_Task details_.
Pick every line out of the entries below that holds the string "invalid", and report them.

[Collected data entries]
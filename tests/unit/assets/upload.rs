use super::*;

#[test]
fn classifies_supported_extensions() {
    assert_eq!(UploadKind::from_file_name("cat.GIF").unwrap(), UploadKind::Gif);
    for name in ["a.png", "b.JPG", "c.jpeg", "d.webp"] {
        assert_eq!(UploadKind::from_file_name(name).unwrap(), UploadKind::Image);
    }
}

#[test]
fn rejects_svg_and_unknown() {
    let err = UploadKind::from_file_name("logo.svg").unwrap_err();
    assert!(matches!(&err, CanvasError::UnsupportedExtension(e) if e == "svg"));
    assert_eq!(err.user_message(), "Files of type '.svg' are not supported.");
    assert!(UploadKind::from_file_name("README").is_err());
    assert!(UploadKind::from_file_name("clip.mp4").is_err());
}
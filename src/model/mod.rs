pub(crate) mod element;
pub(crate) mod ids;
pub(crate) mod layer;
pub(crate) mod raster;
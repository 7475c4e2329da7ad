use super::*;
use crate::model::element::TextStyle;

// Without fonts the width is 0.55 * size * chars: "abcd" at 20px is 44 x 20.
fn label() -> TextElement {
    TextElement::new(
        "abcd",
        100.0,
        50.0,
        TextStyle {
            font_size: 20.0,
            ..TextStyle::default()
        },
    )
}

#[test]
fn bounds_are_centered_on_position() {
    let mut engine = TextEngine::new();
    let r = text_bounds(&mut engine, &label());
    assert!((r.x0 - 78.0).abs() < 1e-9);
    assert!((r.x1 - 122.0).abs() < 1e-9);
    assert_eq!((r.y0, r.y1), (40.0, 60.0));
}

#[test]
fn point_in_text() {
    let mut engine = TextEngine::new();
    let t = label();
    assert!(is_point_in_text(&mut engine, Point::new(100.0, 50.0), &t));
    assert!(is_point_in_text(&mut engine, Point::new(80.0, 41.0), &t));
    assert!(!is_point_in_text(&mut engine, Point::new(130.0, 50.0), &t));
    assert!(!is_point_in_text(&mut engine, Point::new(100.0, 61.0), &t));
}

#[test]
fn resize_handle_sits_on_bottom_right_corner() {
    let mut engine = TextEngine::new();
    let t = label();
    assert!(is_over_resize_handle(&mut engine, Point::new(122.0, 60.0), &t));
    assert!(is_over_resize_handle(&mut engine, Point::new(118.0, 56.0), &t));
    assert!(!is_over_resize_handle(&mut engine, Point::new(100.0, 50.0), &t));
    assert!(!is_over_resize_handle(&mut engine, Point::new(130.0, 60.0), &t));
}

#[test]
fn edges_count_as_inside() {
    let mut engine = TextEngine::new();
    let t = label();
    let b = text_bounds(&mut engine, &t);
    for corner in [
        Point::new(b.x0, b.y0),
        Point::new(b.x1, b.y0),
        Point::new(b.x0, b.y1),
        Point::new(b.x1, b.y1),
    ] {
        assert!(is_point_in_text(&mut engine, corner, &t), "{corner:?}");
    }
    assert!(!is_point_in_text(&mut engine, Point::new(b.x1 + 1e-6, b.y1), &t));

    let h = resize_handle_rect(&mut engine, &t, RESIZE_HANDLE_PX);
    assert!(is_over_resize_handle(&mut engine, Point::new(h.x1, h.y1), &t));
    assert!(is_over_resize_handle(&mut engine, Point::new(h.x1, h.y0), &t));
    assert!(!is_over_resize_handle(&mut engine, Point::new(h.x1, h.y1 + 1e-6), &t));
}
---
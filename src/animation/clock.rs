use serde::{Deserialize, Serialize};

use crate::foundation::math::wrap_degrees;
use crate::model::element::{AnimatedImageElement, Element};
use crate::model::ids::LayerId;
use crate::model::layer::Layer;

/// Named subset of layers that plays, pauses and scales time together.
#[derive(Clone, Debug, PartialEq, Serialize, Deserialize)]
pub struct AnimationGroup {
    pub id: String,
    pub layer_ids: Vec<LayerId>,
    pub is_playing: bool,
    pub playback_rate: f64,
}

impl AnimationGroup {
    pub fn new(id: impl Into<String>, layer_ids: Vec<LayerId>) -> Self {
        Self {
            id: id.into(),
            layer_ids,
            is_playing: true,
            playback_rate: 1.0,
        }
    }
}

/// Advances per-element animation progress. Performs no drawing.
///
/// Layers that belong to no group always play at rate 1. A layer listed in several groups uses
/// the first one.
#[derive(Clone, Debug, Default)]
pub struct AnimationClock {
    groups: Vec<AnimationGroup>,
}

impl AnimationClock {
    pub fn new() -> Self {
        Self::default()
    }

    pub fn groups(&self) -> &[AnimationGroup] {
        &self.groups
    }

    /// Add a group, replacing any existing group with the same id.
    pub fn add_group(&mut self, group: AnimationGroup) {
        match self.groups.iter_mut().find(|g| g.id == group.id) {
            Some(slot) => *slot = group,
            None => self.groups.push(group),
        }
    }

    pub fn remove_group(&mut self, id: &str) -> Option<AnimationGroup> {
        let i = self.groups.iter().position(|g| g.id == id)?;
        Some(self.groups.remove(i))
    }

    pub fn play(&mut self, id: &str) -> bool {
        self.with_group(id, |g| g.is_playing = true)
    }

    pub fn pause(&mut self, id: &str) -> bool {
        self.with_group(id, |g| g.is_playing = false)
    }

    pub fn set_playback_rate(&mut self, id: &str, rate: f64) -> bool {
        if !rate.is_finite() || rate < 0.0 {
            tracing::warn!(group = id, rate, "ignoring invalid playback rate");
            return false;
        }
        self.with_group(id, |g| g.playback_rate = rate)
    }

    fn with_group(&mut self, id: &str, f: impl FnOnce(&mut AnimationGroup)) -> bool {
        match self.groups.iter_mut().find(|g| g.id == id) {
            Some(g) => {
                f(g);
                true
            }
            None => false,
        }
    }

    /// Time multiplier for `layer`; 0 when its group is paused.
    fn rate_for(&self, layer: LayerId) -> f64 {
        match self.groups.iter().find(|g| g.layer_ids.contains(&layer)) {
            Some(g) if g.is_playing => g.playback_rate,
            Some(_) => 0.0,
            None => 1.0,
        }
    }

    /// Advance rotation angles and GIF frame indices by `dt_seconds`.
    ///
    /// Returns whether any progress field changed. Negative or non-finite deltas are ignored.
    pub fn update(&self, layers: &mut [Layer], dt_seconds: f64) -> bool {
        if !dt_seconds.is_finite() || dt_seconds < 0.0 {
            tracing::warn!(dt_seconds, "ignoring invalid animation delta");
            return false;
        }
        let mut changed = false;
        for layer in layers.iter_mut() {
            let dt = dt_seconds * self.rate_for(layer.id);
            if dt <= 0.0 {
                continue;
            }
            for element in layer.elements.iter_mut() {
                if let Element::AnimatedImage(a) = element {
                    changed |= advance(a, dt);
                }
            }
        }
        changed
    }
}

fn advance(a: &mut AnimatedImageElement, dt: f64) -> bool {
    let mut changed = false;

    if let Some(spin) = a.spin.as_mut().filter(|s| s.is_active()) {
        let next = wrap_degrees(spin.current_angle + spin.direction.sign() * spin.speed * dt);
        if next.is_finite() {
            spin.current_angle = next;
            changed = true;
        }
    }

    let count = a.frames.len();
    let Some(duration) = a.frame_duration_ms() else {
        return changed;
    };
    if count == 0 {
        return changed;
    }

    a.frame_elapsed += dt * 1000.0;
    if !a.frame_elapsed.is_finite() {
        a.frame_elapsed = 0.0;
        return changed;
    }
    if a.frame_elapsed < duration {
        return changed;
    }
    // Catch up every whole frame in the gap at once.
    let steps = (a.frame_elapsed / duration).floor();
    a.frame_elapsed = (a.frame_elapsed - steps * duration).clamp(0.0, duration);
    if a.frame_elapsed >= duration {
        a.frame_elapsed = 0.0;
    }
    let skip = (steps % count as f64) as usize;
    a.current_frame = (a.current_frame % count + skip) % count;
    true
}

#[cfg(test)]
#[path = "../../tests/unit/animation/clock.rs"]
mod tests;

_Completed exercise_.
            tracing::warn!(group = id, rate, "ignoring invalid playback rate");
            tracing::warn!(dt_seconds, "ignoring invalid animation delta");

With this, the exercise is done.